New July 2015 Issue of The Journal of Ayn Rand Studies

I am delighted to announce the publication of the July 2015 issue (Volume 15, Number 1, Issue 29) of The Journal of Ayn Rand Studies, published by Pennsylvania State University Press.

THE NEW JULY 2015 JARS

The issue exhibits our truly interdisciplinary character. Essays dealing with subjects as diverse as epistemology, literary criticism, psychology, feminism, and ethics are featured.

The issue begins with a Call for Papers on the subject, "Assessing the Legacy of Nathaniel Branden," written by me, as one of the founding co-editors of the journal. For more information on the planned symposium, see here and here.

The issue then gets off to a monumentally provocative start with an essay by Susan Love Brown, which delves into the controversial issue of "Ayn Rand and Rape," focusing on the famous "rape" scene in Rand's novel, The Fountainhead.
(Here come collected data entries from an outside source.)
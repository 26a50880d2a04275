//! Compact XML <-> structured value conversion.
//!
//! The compact convention maps each element name to a key in its parent
//! object. Attributes live under [`ATTRIBUTES_KEY`], text under [`TEXT_KEY`],
//! CDATA under [`CDATA_KEY`] and the XML declaration under
//! [`DECLARATION_KEY`]. A second sibling with the same name turns the key's
//! value into an array. Comments are dropped and whitespace-only text between
//! elements is ignored.
//!
//! ```text
//! <profile name="x">             {"profile": {
//!     <layerHeight>0.2</...>        "_attributes": {"name": "x"},
//!     <tc name="a"/>                "layerHeight": {"_text": "0.2"},
//!     <tc name="b"/>                "tc": [{"_attributes": {"name": "a"}},
//! </profile>                               {"_attributes": {"name": "b"}}]}}
//! ```
//!
//! Rendering is the inverse, with fixed indentation. Scalar values that are
//! not wrapped in `_text` render as element text too, so JSON fragments may
//! write `"setting": 210` instead of `"setting": {"_text": "210"}`.

use quick_xml::Reader;
use quick_xml::events::{BytesStart, Event};
use serde_json::{Map, Value};

pub const ATTRIBUTES_KEY: &str = "_attributes";
pub const TEXT_KEY: &str = "_text";
pub const CDATA_KEY: &str = "_cdata";
pub const DECLARATION_KEY: &str = "_declaration";
pub const DOCTYPE_KEY: &str = "_doctype";

/// Indentation unit used when rendering.
pub const INDENT: &str = "    ";

/// Parse XML text into its compact structured form.
///
/// Errors are returned as display strings; callers attach the source path.
pub fn parse(raw: &str) -> Result<Value, String> {
    let mut reader = Reader::from_str(raw);
    let mut stack: Vec<(String, Map<String, Value>)> = Vec::new();
    let mut document = Map::new();

    loop {
        match reader.read_event().map_err(|e| e.to_string())? {
            Event::Decl(decl) => {
                let mut attrs = Map::new();
                let version = decl.version().map_err(|e| e.to_string())?;
                attrs.insert("version".into(), lossy(&version).into());
                if let Some(encoding) = decl.encoding() {
                    let encoding = encoding.map_err(|e| e.to_string())?;
                    attrs.insert("encoding".into(), lossy(&encoding).into());
                }
                if let Some(standalone) = decl.standalone() {
                    let standalone = standalone.map_err(|e| e.to_string())?;
                    attrs.insert("standalone".into(), lossy(&standalone).into());
                }
                let mut node = Map::new();
                node.insert(ATTRIBUTES_KEY.into(), Value::Object(attrs));
                document.insert(DECLARATION_KEY.into(), Value::Object(node));
            }
            Event::DocType(doctype) => {
                let text = lossy(&doctype).trim().to_string();
                document.insert(DOCTYPE_KEY.into(), Value::String(text));
            }
            Event::Start(element) => {
                let node = open_element(&element)?;
                stack.push((element_name(&element), node));
            }
            Event::Empty(element) => {
                let node = open_element(&element)?;
                let parent = stack.last_mut().map(|(_, map)| map).unwrap_or(&mut document);
                attach(parent, element_name(&element), Value::Object(node));
            }
            Event::End(end) => {
                let end_name = lossy(end.name().as_ref()).into_owned();
                let (name, node) = stack
                    .pop()
                    .ok_or_else(|| format!("unexpected closing tag </{end_name}>"))?;
                let parent = stack.last_mut().map(|(_, map)| map).unwrap_or(&mut document);
                attach(parent, name, Value::Object(node));
            }
            Event::Text(text) => {
                let text = text.unescape().map_err(|e| e.to_string())?;
                if text.trim().is_empty() {
                    continue;
                }
                let Some((_, node)) = stack.last_mut() else {
                    return Err(format!("text outside the root element: {}", text.trim()));
                };
                append_text(node, TEXT_KEY, &text);
            }
            Event::CData(cdata) => {
                let text = lossy(&cdata.into_inner()).into_owned();
                if let Some((_, node)) = stack.last_mut() {
                    append_text(node, CDATA_KEY, &text);
                }
            }
            Event::Eof => break,
            // comments and processing instructions are dropped
            _ => {}
        }
    }

    if let Some((name, _)) = stack.last() {
        return Err(format!("unclosed element <{name}>"));
    }

    Ok(Value::Object(document))
}

fn lossy(bytes: &[u8]) -> std::borrow::Cow<'_, str> {
    String::from_utf8_lossy(bytes)
}

fn element_name(element: &BytesStart<'_>) -> String {
    lossy(element.name().as_ref()).into_owned()
}

fn open_element(element: &BytesStart<'_>) -> Result<Map<String, Value>, String> {
    let mut attrs = Map::new();
    for attr in element.attributes() {
        let attr = attr.map_err(|e| e.to_string())?;
        let key = lossy(attr.key.as_ref()).into_owned();
        let value = attr.unescape_value().map_err(|e| e.to_string())?;
        attrs.insert(key, Value::String(value.into_owned()));
    }

    let mut node = Map::new();
    if !attrs.is_empty() {
        node.insert(ATTRIBUTES_KEY.into(), Value::Object(attrs));
    }
    Ok(node)
}

fn attach(parent: &mut Map<String, Value>, name: String, child: Value) {
    match parent.get_mut(&name) {
        Some(Value::Array(siblings)) => siblings.push(child),
        Some(existing) => {
            let first = existing.take();
            *existing = Value::Array(vec![first, child]);
        }
        None => {
            parent.insert(name, child);
        }
    }
}

fn append_text(node: &mut Map<String, Value>, key: &str, text: &str) {
    match node.get_mut(key) {
        Some(Value::String(existing)) => existing.push_str(text),
        _ => {
            node.insert(key.into(), Value::String(text.to_string()));
        }
    }
}

/// Render a compact structured value back to XML text.
pub fn render(document: &Value) -> String {
    let mut out = String::new();
    if let Value::Object(map) = document {
        write_children(&mut out, map, 0, true);
    }
    out
}

/// Write every child of `node` at `depth`.
fn write_children(out: &mut String, node: &Map<String, Value>, depth: usize, mut first_line: bool) {
    for (key, value) in node {
        let items: &[Value] = match value {
            Value::Array(items) => items,
            single => std::slice::from_ref(single),
        };
        for item in items {
            match key.as_str() {
                ATTRIBUTES_KEY => continue,
                DECLARATION_KEY => {
                    out.push_str("<?xml");
                    if let Some(attrs) = item.get(ATTRIBUTES_KEY).and_then(Value::as_object) {
                        write_attributes(out, attrs);
                    }
                    out.push_str("?>");
                }
                DOCTYPE_KEY => {
                    write_indentation(out, depth, first_line);
                    out.push_str("<!DOCTYPE ");
                    out.push_str(&scalar_text(item));
                    out.push('>');
                }
                TEXT_KEY => out.push_str(&escape_text(&scalar_text(item))),
                CDATA_KEY => {
                    out.push_str("<![CDATA[");
                    out.push_str(&scalar_text(item).replace("]]>", "]]]]><![CDATA[>"));
                    out.push_str("]]>");
                }
                name => {
                    write_indentation(out, depth, first_line);
                    write_element(out, name, item, depth);
                }
            }
            first_line = first_line && out.is_empty();
        }
    }
}

fn write_element(out: &mut String, name: &str, element: &Value, depth: usize) {
    let node = match element {
        Value::Null => {
            out.push_str(&format!("<{name}/>"));
            return;
        }
        Value::String(s) if s.is_empty() => {
            out.push_str(&format!("<{name}/>"));
            return;
        }
        Value::Object(node) => node,
        scalar => {
            let text = escape_text(&scalar_text(scalar));
            out.push_str(&format!("<{name}>{text}</{name}>"));
            return;
        }
    };

    out.push('<');
    out.push_str(name);
    if let Some(attrs) = node.get(ATTRIBUTES_KEY).and_then(Value::as_object) {
        write_attributes(out, attrs);
    }
    if !has_content(node, true) {
        out.push_str("/>");
        return;
    }
    out.push('>');
    write_children(out, node, depth + 1, false);
    if has_content(node, false) {
        write_indentation(out, depth, false);
    }
    out.push_str(&format!("</{name}>"));
}

/// Whether `node` has anything besides attributes. Text and CDATA only count
/// when `any_content` is set; otherwise this answers "does the closing tag go
/// on its own line".
fn has_content(node: &Map<String, Value>, any_content: bool) -> bool {
    node.keys().any(|key| match key.as_str() {
        ATTRIBUTES_KEY => false,
        TEXT_KEY | CDATA_KEY => any_content,
        _ => true,
    })
}

fn write_attributes(out: &mut String, attrs: &Map<String, Value>) {
    for (key, value) in attrs {
        if value.is_null() {
            continue;
        }
        out.push(' ');
        out.push_str(key);
        out.push_str("=\"");
        out.push_str(&scalar_text(value).replace('"', "&quot;"));
        out.push('"');
    }
}

fn write_indentation(out: &mut String, depth: usize, first_line: bool) {
    if !first_line {
        out.push('\n');
    }
    out.push_str(&INDENT.repeat(depth));
}

fn scalar_text(value: &Value) -> String {
    match value {
        Value::String(s) => s.clone(),
        Value::Null => String::new(),
        other => other.to_string(),
    }
}

fn escape_text(text: &str) -> String {
    text.replace("&amp;", "&")
        .replace('&', "&amp;")
        .replace('<', "&lt;")
        .replace('>', "&gt;")
}
//! Convert dotted-key overrides into a nested settings layer.
//!
//! Each `("layout.materials", Value)` pair is expanded into the nested object
//! structure needed for deep-merge with the other settings layers.

use serde_json::{Map, Value};

/// Convert dotted-key overrides into a nested object.
///
/// `("layout.materials", "m/*.json")` becomes `{"layout": {"materials": "m/*.json"}}`
///
/// If multiple entries target the same key, the last one wins. An entry whose
/// path runs through an existing scalar replaces that scalar with an object.
pub fn overrides_to_layer(entries: &[(String, Value)]) -> Value {
    let mut root = Map::new();
    for (dotted_key, value) in entries {
        set_nested(&mut root, dotted_key, value.clone());
    }
    Value::Object(root)
}

fn set_nested(root: &mut Map<String, Value>, dotted_key: &str, value: Value) {
    let mut segments: Vec<&str> = dotted_key.split('.').collect();
    let Some(leaf) = segments.pop() else {
        return;
    };

    let mut current = root;
    for segment in segments {
        let slot = current
            .entry(segment)
            .or_insert_with(|| Value::Object(Map::new()));
        if !slot.is_object() {
            *slot = Value::Object(Map::new());
        }
        current = match slot {
            Value::Object(map) => map,
            _ => unreachable!("slot was just made an object"),
        };
    }

    current.insert(leaf.to_string(), value);
}
//! Strict-mode validation: detect unknown keys in settings files.
//!
//! Uses `serde_ignored` to deserialize into [`Settings`] and capture any keys
//! that the struct doesn't consume. Reports each unknown key with its file
//! path and best-effort line number.

use std::path::Path;

use crate::error::ProfileGenError;
use crate::settings::Settings;

/// Validate that a TOML settings file contains no unknown keys.
pub fn validate_unknown_keys(content: &str, path: &Path) -> Result<(), ProfileGenError> {
    let mut unknown_keys: Vec<String> = Vec::new();

    let deserializer = toml::Deserializer::new(content);
    let _settings: Settings = serde_ignored::deserialize(deserializer, |ignored_path| {
        unknown_keys.push(ignored_path.to_string());
    })
    .map_err(|e| ProfileGenError::SettingsParse {
        path: path.to_path_buf(),
        source: e,
    })?;

    if unknown_keys.is_empty() {
        return Ok(());
    }

    let errors: Vec<ProfileGenError> = unknown_keys
        .into_iter()
        .map(|key| {
            let line = key_line(content, &key);
            ProfileGenError::UnknownKey {
                key,
                path: path.to_path_buf(),
                line,
            }
        })
        .collect();

    Err(ProfileGenError::UnknownKeys(errors))
}

/// 1-indexed line on which `dotted_key` (e.g. `layout.nozzles`) is assigned,
/// or 0 if it can't be found.
///
/// Each `key = value` line is expanded to its full dotted path using the
/// most recent `[table]` header and compared against `dotted_key`.
fn key_line(content: &str, dotted_key: &str) -> usize {
    let normalize = |key: &str| key.split('.').map(str::trim).collect::<Vec<_>>().join(".");

    let mut table = String::new();
    for (number, line) in (1..).zip(content.lines()) {
        let line = line.trim();
        if line.starts_with('#') {
            continue;
        }
        if let Some(header) = line.strip_prefix('[').and_then(|h| h.strip_suffix(']')) {
            table = normalize(header);
            continue;
        }
        let Some((key, _)) = line.split_once('=') else {
            continue;
        };
        let key = normalize(key);
        let full = if table.is_empty() {
            key
        } else {
            format!("{table}.{key}")
        };
        if full == dotted_key {
            return number;
        }
    }
    0
}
Co-authors Marc Champagne and Mimi Reisel Gladstein present the first essay in the literature that engages in a comparative study of the works of Simone de Beauvoir and Ayn Rand.

In keeping with our tradition of expanding the global universe of scholars engaging in Rand studies and appearing in our pages for the first time, we have Anna Kostenko, a professor teaching at the National Technical University in Zaporozhye, Ukraine, who examines the parallels and distinctions beteen Rand and Vladimir Nabokov; Gary Chartier, professor of law and business ethics from La Cierra University, who reviews Jason Brennan's book, Why Not Capitalism?; author Troy Camplin, who reviews two current studies in libertarian literary criticism (one by Allen P. Mendenhall, the other by Edward W. Younkins); and feminist-libertarian scholar Wendy McElroy, who reviews the second edition of Sciabarra's book, Ayn Rand: The Russian Radical, which will, no doubt, provoke a discussion in one of our forthcoming issues (I think I could take editor's privilege on my own Notablog by saying that, yes, I've written my own reply already (and there is at least one more that has been finalized)! It is, after all, hard to believe that the book is, indeed, twenty years old this summer!)

The new July 2015 edition also includes essays by Roger E. Bissell, critiquing the Objectivist theory of volition, and Robert L. Campbell, critiquing the notion of "psychologizing" in the Rand literature. We conclude with a symposium featuring a discussion of Marsha Familaro Enright's provocative July 2014 essay "The Problem with Selfishness," with replies by Arnold Baise and Merlin Jetton, and a rejoinder by Enright. That essay has provoked so many responses that we will be featuring a follow-up discussion in our July 2016 issue.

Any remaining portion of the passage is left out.